System Architecture
===================

GeneInsight employs a two-stage approach to extract and organize biological information from gene sets.

.. figure:: /_static/GeneInsight.png
   :alt: GeneInsight system architecture and workflow
   :width: 600px

   Figure 1: GeneInsight system architecture and workflow

Biological Theme Generation Stage
--------------------------------

1. **Annotation Collection**:
   The system collects functional annotations from the STRING database for each input gene, creating a collection of gene-specific descriptions.

2. **Cluster-based Topic Modeling**:
   This textual corpus is subjected to cluster-based topic modeling, which groups similar annotations into clusters (topics) and identifies key terms for each cluster.

3. **LLM Theme Generation**:
   A large language model (LLM) then converts representative annotations from each cluster into interpretable biological themes.

4. **Gene-Theme Linking**:
   These biological themes are linked back to genes via their associated descriptions.

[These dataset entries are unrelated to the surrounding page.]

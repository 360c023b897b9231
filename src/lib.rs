//! ASCII Video Player - live ASCII art playback of video files in the terminal
//!
//! Frames are sampled at refresh-tick cadence, downsampled to a small
//! character grid and mapped through a luminance ramp, while the audio track
//! runs on the same playback clock. The player core talks to its host through
//! the capability traits in [`host`], so the terminal front end in `main.rs`
//! is only one possible host.

pub mod audio;
pub mod cli;
pub mod clock;
pub mod config;
pub mod converter;
pub mod decoder;
pub mod grid;
pub mod host;
pub mod input;
pub mod playback;
pub mod player;
pub mod renderer;
pub mod sampler;
pub mod scheduler;

use std::path::PathBuf;

pub use cli::{Cli, RampStyle};
pub use config::Settings;
pub use converter::{map_pixels, CharacterRamp, ConversionConfig, FrameConverter};
pub use grid::CharacterGrid;
pub use host::{AudioTrack, MediaMetadata, MediaSource, OutputSurface, TickHandle, TickScheduler, Timeline};
pub use playback::{format_time, transition, Command, Effect, PlaybackState, Progress, Status};
pub use player::Player;

/// Version information
pub const VERSION: &str = env!("CARGO_PKG_VERSION");

/// Package name
pub const PACKAGE_NAME: &str = env!("CARGO_PKG_NAME");

/// Default ASCII character ramp for luminance mapping
pub const DEFAULT_ASCII_RAMP: &[char] = &[' ', '.', ':', '-', '=', '+', '*', '#', '%', '@'];

/// Extended ASCII character ramp with more granular detail
pub const EXTENDED_ASCII_RAMP: &[char] = &[
    ' ', '`', '.', '\'', '^', '"', ',', ':', ';', 'I', 'l', '!', 'i', '>', '<',
    '~', '+', '_', '-', '?', ']', '[', '}', '{', '1', ')', '(', '|', '\\', '/',
    't', 'f', 'j', 'r', 'x', 'n', 'u', 'v', 'c', 'z', 'X', 'Y', 'U', 'J', 'C',
    'L', 'Q', '0', 'O', 'Z', 'm', 'w', 'q', 'p', 'd', 'b', 'k', 'h', 'a', 'o',
    '*', '#', 'M', 'W', '&', '8', '%', 'B', '@'
];

/// Block character ramp for a more solid appearance
pub const BLOCK_ASCII_RAMP: &[char] = &[' ', '░', '▒', '▓', '█'];

pub const DEFAULT_GRID_WIDTH: u32 = 80;
pub const MIN_GRID_WIDTH: u32 = 20;
pub const MAX_GRID_WIDTH: u32 = 200;
pub const GRID_WIDTH_STEP: i32 = 5;

pub const DEFAULT_CONTRAST: f64 = 1.0;
pub const MIN_CONTRAST: f64 = 0.1;
pub const MAX_CONTRAST: f64 = 3.0;
pub const CONTRAST_STEP: f64 = 0.1;

/// Typical display refresh rate
pub const DEFAULT_TICK_RATE: f64 = 60.0;

/// Error types used throughout the application
#[derive(thiserror::Error, Debug)]
pub enum AsciiPlayerError {
    #[error("Video decoding error: {0}")]
    VideoDecoding(#[from] ffmpeg_next::Error),

    #[error("IO error: {0}")]
    Io(#[from] std::io::Error),

    #[error("Invalid configuration: {0}")]
    InvalidConfig(String),

    #[error("Unsupported format: {0}")]
    UnsupportedFormat(String),

    #[error("Failed to parse settings file '{}': {source}", .path.display())]
    Settings {
        path: PathBuf,
        source: serde_json::Error,
    },
}

/// Result type alias for this crate
pub type Result<T> = std::result::Result<T, AsciiPlayerError>;

/// Prelude module for convenient imports
pub mod prelude {
    pub use crate::{
        format_time, map_pixels, transition, AsciiPlayerError, AudioTrack, CharacterGrid,
        CharacterRamp, Cli, Command, ConversionConfig, Effect, FrameConverter, MediaMetadata,
        MediaSource, OutputSurface, PlaybackState, Player, Progress, RampStyle, Result,
        Settings, Status, TickHandle, TickScheduler, Timeline,
    };
}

5. **Statistical Validation**:
   The system performs hypergeometric testing with false discovery rate correction to identify which biological concepts are significantly enriched within the original gene set.

Summarization Stage
-----------------

1. **Theme Refinement**:
   Another round of cluster-based topic modeling identifies key themes, measuring how consistently they appear as cluster representatives across multiple runs.

2. **Hierarchical Structuring**:
   The software extracts the final summary by selecting themes based on user-defined length preferences.

3. **Interactive Report Generation**:
   A large language model creates a hierarchical summary where major biological themes appear as main headings with related subheadings grouped beneath them.

4. **Cross-reference Integration**:
   The final interactive HTML report seamlessly links theme descriptions to their corresponding gene annotations, enabling researchers to navigate between overarching biological processes and their specific components.

Technical Implementation
----------------------

GeneInsight is implemented in Python (3.9+) and distributed as a Docker container to ensure reproducible deployment across platforms. The core computational components include:

* **BERTopic (v0.15.0)** for topic modeling
* **SentenceTransformer** for generating dense vector representations
* **Optuna (v3.3.0)** for hyperparameter optimization
* **Snakemake (v7.32.4)** for workflow management

The system employs multiple rounds of topic modeling with different random seeds to ensure robust theme identification, identifying stable topics through cosine similarity measurements between iterations.